▶ [WORK TASK]:
Count the lines in the data below holding the string "BTreeMap" and write the total by itself.

Collected data

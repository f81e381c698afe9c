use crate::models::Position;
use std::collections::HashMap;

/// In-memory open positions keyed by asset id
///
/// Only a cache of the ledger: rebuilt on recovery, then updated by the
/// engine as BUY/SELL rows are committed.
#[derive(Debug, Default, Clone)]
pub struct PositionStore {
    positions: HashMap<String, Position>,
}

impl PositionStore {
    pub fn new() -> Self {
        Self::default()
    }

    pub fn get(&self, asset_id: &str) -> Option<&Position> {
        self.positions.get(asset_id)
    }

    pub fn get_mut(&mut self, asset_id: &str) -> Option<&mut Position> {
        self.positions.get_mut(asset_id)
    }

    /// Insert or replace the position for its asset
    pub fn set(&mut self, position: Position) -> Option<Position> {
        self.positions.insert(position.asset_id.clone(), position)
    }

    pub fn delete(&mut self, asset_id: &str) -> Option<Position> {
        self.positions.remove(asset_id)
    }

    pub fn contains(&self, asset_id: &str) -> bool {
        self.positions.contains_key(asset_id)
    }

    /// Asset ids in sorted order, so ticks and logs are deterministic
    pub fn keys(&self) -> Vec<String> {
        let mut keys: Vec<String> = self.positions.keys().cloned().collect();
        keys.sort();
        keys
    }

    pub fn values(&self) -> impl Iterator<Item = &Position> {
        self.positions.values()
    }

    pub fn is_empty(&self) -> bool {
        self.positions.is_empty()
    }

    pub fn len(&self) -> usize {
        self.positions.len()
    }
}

* * *

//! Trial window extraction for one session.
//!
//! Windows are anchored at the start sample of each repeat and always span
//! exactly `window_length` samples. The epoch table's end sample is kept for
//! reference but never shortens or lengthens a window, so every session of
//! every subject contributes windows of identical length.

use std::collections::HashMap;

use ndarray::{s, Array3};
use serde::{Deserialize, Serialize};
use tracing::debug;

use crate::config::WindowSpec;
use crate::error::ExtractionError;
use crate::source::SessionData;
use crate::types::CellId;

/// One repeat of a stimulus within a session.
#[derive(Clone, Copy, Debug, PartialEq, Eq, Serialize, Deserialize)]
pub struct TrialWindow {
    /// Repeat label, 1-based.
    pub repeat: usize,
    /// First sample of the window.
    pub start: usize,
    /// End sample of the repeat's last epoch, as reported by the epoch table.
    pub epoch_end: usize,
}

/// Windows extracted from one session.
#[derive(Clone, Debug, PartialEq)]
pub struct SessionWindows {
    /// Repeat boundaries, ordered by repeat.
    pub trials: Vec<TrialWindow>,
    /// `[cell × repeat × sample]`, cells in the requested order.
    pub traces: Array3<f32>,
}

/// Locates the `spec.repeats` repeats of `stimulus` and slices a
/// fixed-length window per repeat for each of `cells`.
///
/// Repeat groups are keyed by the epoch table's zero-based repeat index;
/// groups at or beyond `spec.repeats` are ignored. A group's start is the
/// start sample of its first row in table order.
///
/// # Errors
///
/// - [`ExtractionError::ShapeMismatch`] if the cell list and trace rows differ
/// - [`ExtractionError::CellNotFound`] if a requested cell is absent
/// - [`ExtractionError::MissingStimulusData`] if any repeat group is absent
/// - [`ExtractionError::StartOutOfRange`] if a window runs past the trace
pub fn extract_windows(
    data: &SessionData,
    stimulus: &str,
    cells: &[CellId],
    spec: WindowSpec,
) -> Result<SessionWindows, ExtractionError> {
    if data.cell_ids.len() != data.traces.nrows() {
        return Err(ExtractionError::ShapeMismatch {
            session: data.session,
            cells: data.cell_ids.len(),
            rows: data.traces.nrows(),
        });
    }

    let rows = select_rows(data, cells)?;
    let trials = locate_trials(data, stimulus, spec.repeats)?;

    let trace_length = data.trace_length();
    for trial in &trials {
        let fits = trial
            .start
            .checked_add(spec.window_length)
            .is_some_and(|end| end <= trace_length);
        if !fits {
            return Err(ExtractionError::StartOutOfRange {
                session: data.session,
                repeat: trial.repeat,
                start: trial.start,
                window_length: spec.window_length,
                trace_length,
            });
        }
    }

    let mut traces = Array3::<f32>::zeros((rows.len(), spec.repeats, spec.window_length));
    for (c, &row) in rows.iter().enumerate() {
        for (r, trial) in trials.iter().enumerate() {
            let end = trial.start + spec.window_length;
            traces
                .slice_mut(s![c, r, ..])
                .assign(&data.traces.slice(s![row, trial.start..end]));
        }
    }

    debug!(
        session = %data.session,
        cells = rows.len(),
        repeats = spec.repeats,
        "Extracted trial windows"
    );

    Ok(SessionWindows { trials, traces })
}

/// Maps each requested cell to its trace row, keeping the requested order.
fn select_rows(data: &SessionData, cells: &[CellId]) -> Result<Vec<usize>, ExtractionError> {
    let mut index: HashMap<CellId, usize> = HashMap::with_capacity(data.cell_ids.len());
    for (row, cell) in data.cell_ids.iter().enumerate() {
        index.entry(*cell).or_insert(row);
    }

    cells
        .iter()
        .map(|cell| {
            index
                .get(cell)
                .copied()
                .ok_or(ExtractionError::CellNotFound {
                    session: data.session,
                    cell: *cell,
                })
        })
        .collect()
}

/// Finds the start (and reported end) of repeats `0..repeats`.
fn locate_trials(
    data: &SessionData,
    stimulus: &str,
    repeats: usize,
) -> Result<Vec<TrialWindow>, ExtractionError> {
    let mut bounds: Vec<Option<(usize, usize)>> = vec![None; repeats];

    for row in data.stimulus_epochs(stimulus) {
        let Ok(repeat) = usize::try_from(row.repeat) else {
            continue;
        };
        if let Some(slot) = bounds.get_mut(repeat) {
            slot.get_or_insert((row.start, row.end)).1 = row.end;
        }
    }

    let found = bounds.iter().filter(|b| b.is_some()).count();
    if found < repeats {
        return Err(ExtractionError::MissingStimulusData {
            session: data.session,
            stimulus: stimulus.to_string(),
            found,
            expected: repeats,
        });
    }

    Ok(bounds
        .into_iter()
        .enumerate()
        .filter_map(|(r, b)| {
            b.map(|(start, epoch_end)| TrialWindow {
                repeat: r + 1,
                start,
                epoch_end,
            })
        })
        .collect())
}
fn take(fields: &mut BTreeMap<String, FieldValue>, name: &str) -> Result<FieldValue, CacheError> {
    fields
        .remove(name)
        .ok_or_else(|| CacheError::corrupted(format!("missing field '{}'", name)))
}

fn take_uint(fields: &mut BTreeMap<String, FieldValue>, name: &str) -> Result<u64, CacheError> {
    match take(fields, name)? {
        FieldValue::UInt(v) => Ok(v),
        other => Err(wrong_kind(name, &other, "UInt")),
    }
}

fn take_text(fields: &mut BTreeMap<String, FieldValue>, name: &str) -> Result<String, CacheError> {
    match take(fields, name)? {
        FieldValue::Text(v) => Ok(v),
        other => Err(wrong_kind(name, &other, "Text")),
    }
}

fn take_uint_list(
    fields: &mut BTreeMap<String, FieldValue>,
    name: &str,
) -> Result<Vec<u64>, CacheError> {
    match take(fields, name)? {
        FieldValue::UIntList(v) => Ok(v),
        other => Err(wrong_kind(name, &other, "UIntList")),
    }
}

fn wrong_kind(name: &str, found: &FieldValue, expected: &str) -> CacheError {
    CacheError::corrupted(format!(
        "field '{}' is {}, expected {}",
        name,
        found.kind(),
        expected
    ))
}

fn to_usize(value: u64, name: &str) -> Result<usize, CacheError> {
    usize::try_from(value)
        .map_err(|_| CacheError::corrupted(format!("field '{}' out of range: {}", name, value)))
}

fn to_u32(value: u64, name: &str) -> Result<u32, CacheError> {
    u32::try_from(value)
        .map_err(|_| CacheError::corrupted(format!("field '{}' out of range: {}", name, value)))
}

▶ [EXPECTED ANSWER]:
4